During the past fiscal year we had an agreement with an affiliate of Stephens Group, Inc. ("Stephens"), whereby we retained the consulting services of a former Stephens employee who is also one of our board members, General Wesley K. Clark, in connection with our pursuit of contracts with various government agencies. Under the agreement, commissions were payable to the Stephens affiliate on revenue from government contracts attributable to Clark's efforts, which commissions were to be offset against an annual consulting fee of $300,000. As of March 1, 2003, General Wesley K. Clark resigned from Stephens and founded Wesley K. Clark & Associates, a business services and development firm. As of that date we replaced the agreement with the Stephens affiliate with an agreement with Wesley K. Clark & Associates for the consulting services of General Clark. Under the terms of the new agreement, Acxiom will pay Clark an annual retainer of $150,000 plus commissions for new business obtained through Clark's efforts, which commissions will be offset against the retainer.

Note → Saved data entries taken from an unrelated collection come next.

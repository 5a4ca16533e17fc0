//! Published artifact naming, storage and lookup.
//!
//! Finished files are copied into the public downloads directory under a
//! `{unix_seconds}_{sanitized_name}` public name. The timestamp prefix keeps
//! concurrent publications of identically named files apart and lets the
//! original display name be recovered by stripping everything up to the
//! first underscore.

use std::path::{Path, PathBuf};
use std::time::{SystemTime, UNIX_EPOCH};
use thiserror::Error;
use tracing::debug;

/// Errors from publishing or resolving artifacts.
#[derive(Debug, Error)]
pub enum ArtifactError {
    #[error("invalid artifact name: {0}")]
    InvalidName(String),

    #[error("no such artifact: {0}")]
    NotFound(String),

    #[error("IO error: {0}")]
    Io(#[from] std::io::Error),
}

/// Extension of the transcoded output.
const PRIMARY_EXTENSION: &str = ".amr";
/// Extension of the retained original.
const COMPANION_EXTENSION: &str = ".mp3";

/// Sanitized display names are cut to this many characters before the
/// timestamp prefix is added, keeping filesystem names within safe limits.
const MAX_SANITIZED_LEN: usize = 50;

/// How many `~n` disambiguators to try when a publication collides with an
/// existing file of the same second and name.
const MAX_COLLISION_RETRIES: u32 = 100;

/// Replace every filesystem-hostile character with an underscore.
///
/// Only the listed characters are touched; spaces and non-ASCII text pass
/// through unchanged. Idempotent.
pub fn sanitize_display_name(name: &str) -> String {
    name.chars()
        .map(|c| match c {
            '\\' | '/' | ':' | '*' | '?' | '"' | '<' | '>' | '|' => '_',
            _ => c,
        })
        .collect()
}

/// Store of publicly downloadable artifacts.
#[derive(Debug, Clone)]
pub struct ArtifactStore {
    downloads_dir: PathBuf,
}

impl ArtifactStore {
    pub fn new(downloads_dir: impl Into<PathBuf>) -> Self {
        Self {
            downloads_dir: downloads_dir.into(),
        }
    }

    pub fn downloads_dir(&self) -> &Path {
        &self.downloads_dir
    }

    /// Create the downloads directory if it does not exist yet.
    pub async fn init(&self) -> Result<(), ArtifactError> {
        tokio::fs::create_dir_all(&self.downloads_dir).await?;
        Ok(())
    }

    /// Publish a finished transcode under a fresh timestamped public name.
    ///
    /// Bytes are copied, not moved; the source file stays owned by the
    /// caller. The display name is forced to end in `.amr`.
    pub async fn publish(
        &self,
        source: &Path,
        display_name: &str,
    ) -> Result<String, ArtifactError> {
        let display_name = ensure_extension(display_name, PRIMARY_EXTENSION);
        let timestamp = unix_now();
        self.publish_as(source, timestamp, &display_name, PRIMARY_EXTENSION)
            .await
    }

    /// Publish the retained original next to an already published primary.
    ///
    /// The companion reuses the primary's timestamp prefix and display name
    /// with the extension swapped to `.mp3`, so the two stay correlated.
    pub async fn publish_companion(
        &self,
        source: &Path,
        primary_public_name: &str,
    ) -> Result<String, ArtifactError> {
        let (timestamp, primary_display) = split_public_name(primary_public_name)
            .ok_or_else(|| ArtifactError::InvalidName(primary_public_name.to_string()))?;
        let display_name = swap_extension(primary_display, PRIMARY_EXTENSION, COMPANION_EXTENSION);
        self.publish_as(source, timestamp, &display_name, COMPANION_EXTENSION)
            .await
    }

    async fn publish_as(
        &self,
        source: &Path,
        timestamp: u64,
        display_name: &str,
        extension: &str,
    ) -> Result<String, ArtifactError> {
        tokio::fs::create_dir_all(&self.downloads_dir).await?;

        let safe = truncate_chars(&sanitize_display_name(display_name), MAX_SANITIZED_LEN);
        let safe = ensure_extension(&safe, extension);
        let stem = safe
            .strip_suffix(extension)
            .unwrap_or(safe.as_str())
            .to_string();

        // Claim a name atomically; a same-second publication of the same
        // display name gets a ~n disambiguator instead of overwriting.
        for attempt in 0..=MAX_COLLISION_RETRIES {
            let public_name = if attempt == 0 {
                format!("{}_{}{}", timestamp, stem, extension)
            } else {
                format!("{}_{}~{}{}", timestamp, stem, attempt, extension)
            };
            let target = self.downloads_dir.join(&public_name);

            let created = tokio::fs::OpenOptions::new()
                .write(true)
                .create_new(true)
                .open(&target)
                .await;
            match created {
                Ok(mut target_file) => {
                    let mut source_file = tokio::fs::File::open(source).await?;
                    tokio::io::copy(&mut source_file, &mut target_file).await?;
                    debug!("Published artifact {}", public_name);
                    return Ok(public_name);
                }
                Err(e) if e.kind() == std::io::ErrorKind::AlreadyExists => continue,
                Err(e) => return Err(e.into()),
            }
        }

        Err(ArtifactError::Io(std::io::Error::other(
            "could not claim a unique artifact name",
        )))
    }

    /// Resolve a public name to its path on disk.
    ///
    /// Names carrying a parent-directory token or a path separator are
    /// rejected before any filesystem access; this is the sole defense
    /// against traversal.
    pub fn resolve(&self, public_name: &str) -> Result<PathBuf, ArtifactError> {
        if public_name.is_empty()
            || public_name.contains("..")
            || public_name.contains('/')
            || public_name.contains('\\')
        {
            return Err(ArtifactError::InvalidName(public_name.to_string()));
        }

        let path = self.downloads_dir.join(public_name);
        if !path.is_file() {
            return Err(ArtifactError::NotFound(public_name.to_string()));
        }
        Ok(path)
    }

    /// Recover the human-readable name by stripping the timestamp prefix.
    ///
    /// Splits on the first underscore only; display names may themselves
    /// contain underscores.
    pub fn display_name_of(public_name: &str) -> String {
        match public_name.split_once('_') {
            Some((_, rest)) => rest.to_string(),
            None => public_name.to_string(),
        }
    }
}

fn unix_now() -> u64 {
    SystemTime::now()
        .duration_since(UNIX_EPOCH)
        .map(|d| d.as_secs())
        .unwrap_or(0)
}

fn split_public_name(public_name: &str) -> Option<(u64, &str)> {
    let (prefix, rest) = public_name.split_once('_')?;
    let timestamp = prefix.parse::<u64>().ok()?;
    Some((timestamp, rest))
}

fn ensure_extension(name: &str, extension: &str) -> String {
    if name.to_lowercase().ends_with(extension) {
        name.to_string()
    } else {
        format!("{}{}", name, extension)
    }
}

fn swap_extension(name: &str, from: &str, to: &str) -> String {
    match name.strip_suffix(from) {
        Some(stem) => format!("{}{}", stem, to),
        None => format!("{}{}", name, to),
    }
}

fn truncate_chars(s: &str, max: usize) -> String {
    s.chars().take(max).collect()
}

#[cfg(test)]
mod tests {
    use super::*;

    #[test]
    fn sanitization_replaces_every_illegal_character() {
        assert_eq!(
            sanitize_display_name(r#"a\b/c:d*e?f"g<h>i|j"#),
            "a_b_c_d_e_f_g_h_i_j"
        );
    }

    #[test]
    fn sanitization_preserves_spaces_and_unicode() {
        assert_eq!(sanitize_display_name("My Song"), "My Song");
        assert_eq!(sanitize_display_name("晴天_周杰伦"), "晴天_周杰伦");
    }

    #[test]
    fn sanitization_is_idempotent() {
        let once = sanitize_display_name(r#"a/b\c: d"#);
        assert_eq!(sanitize_display_name(&once), once);
    }

    #[tokio::test]
    async fn publish_then_display_name_roundtrip() {
        let dir = tempfile::tempdir().unwrap();
        let store = ArtifactStore::new(dir.path());

        let source = dir.path().join("out.amr");
        std::fs::write(&source, b"amr-bytes").unwrap();

        let public = store.publish(&source, "My Song").await.unwrap();
        assert!(public.ends_with("My Song.amr"));
        assert_eq!(ArtifactStore::display_name_of(&public), "My Song.amr");

        let resolved = store.resolve(&public).unwrap();
        assert_eq!(std::fs::read(resolved).unwrap(), b"amr-bytes");
    }

    #[tokio::test]
    async fn display_names_with_underscores_survive_recovery() {
        let dir = tempfile::tempdir().unwrap();
        let store = ArtifactStore::new(dir.path());

        let source = dir.path().join("out.amr");
        std::fs::write(&source, b"x").unwrap();

        let public = store.publish(&source, "Song_Artist").await.unwrap();
        assert_eq!(ArtifactStore::display_name_of(&public), "Song_Artist.amr");
    }

    #[tokio::test]
    async fn same_second_collisions_get_disambiguated() {
        let dir = tempfile::tempdir().unwrap();
        let store = ArtifactStore::new(dir.path());

        let source = dir.path().join("out.amr");
        std::fs::write(&source, b"x").unwrap();

        // Publishing twice within one second must not overwrite.
        let first = store.publish(&source, "clip").await.unwrap();
        let second = store.publish(&source, "clip").await.unwrap();
        assert_ne!(first, second);
        assert!(store.resolve(&first).is_ok());
        assert!(store.resolve(&second).is_ok());
    }

    #[tokio::test]
    async fn companion_shares_primary_timestamp() {
        let dir = tempfile::tempdir().unwrap();
        let store = ArtifactStore::new(dir.path());

        let amr = dir.path().join("out.amr");
        let mp3 = dir.path().join("in.mp3");
        std::fs::write(&amr, b"amr").unwrap();
        std::fs::write(&mp3, b"mp3").unwrap();

        let primary = store.publish(&amr, "Song_Artist").await.unwrap();
        let companion = store.publish_companion(&mp3, &primary).await.unwrap();

        let primary_ts = primary.split('_').next().unwrap();
        let companion_ts = companion.split('_').next().unwrap();
        assert_eq!(primary_ts, companion_ts);
        assert!(companion.ends_with(".mp3"));
        assert_eq!(
            ArtifactStore::display_name_of(&companion),
            "Song_Artist.mp3"
        );
    }

    #[tokio::test]
    async fn overlong_names_are_truncated_but_keep_extension() {
        let dir = tempfile::tempdir().unwrap();
        let store = ArtifactStore::new(dir.path());

        let source = dir.path().join("out.amr");
        std::fs::write(&source, b"x").unwrap();

        let long_name = "x".repeat(200);
        let public = store.publish(&source, &long_name).await.unwrap();
        assert!(public.ends_with(".amr"));

        let display = ArtifactStore::display_name_of(&public);
        // 50 sanitized characters plus the re-appended extension.
        assert!(display.chars().count() <= MAX_SANITIZED_LEN + PRIMARY_EXTENSION.len());
    }

    #[test]
    fn resolve_rejects_traversal_before_touching_disk() {
        let store = ArtifactStore::new("/definitely/not/a/real/dir");
        for name in ["../etc/passwd", "a/b.amr", "a\\b.amr", "..", ""] {
            assert!(
                matches!(store.resolve(name), Err(ArtifactError::InvalidName(_))),
                "{:?} should be rejected",
                name
            );
        }
    }

    #[tokio::test]
    async fn resolve_unknown_name_is_not_found() {
        let dir = tempfile::tempdir().unwrap();
        let store = ArtifactStore::new(dir.path());
        store.init().await.unwrap();

        assert!(matches!(
            store.resolve("123_missing.amr"),
            Err(ArtifactError::NotFound(_))
        ));
    }
}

Under a 1992 data center management agreement between Acxiom and TransUnion LLC, Acxiom (through a subsidiary, Acxiom CDC, Inc.) acquired all of TransUnion's interest in its Chicago data center and agreed to provide TransUnion with various data center management services. The current term of the agreement expires in 2005. In addition to the data center management agreement, TransUnion and Acxiom have entered into other agreements relating to data usage and joint marketing of products and services. In the past fiscal year, Acxiom recognized approximately $71.1 million in revenue from TransUnion and made payments to TransUnion in the amount of approximately $8.4 million pursuant to the various contracts between the parties. In connection with the 1992 data center management agreement, Acxiom agreed to use its best efforts to cause one person designated by TransUnion to be elected to Acxiom's Board of Directors. TransUnion desinated its CEO and President, Harry C. Gambill, who was appointed to fill a vacancy on the Board in November 1992 and was elected by the stockholders at the 1993 annual meeting. He was elected to serve additional terms at the 1996, 1999 and 2002 annual meetings. Under a second letter agreement, executed in 1994 in connection with an amendment to the 1992 agreement which continued the then-current term through 2002, Acxiom agreed to use its best efforts to cause two people designated by TransUnion to be elected to Acxiom's Board of Directors. In addition to Mr. Gambill, TransUnion designated Robert A. Pritzker, an executive officer of Marmon Industrial Corporation, who joined the Board in October 1994. Mr. Pritzker resigned from the Board in May 2000 to attend to other business obligations. While these undertakings by Acxiom are in effect until the end of the current term of the agreement (2005), Acxiom has been notified that TransUnion does not presently intend to designate another individual to serve as director. In addition to the services agreements between Acxiom and TransUnion, Acxiom has recently purchased two businesses from TransUnion. (See note 3 to the financial statements contained in the Annual Report at page F-51.)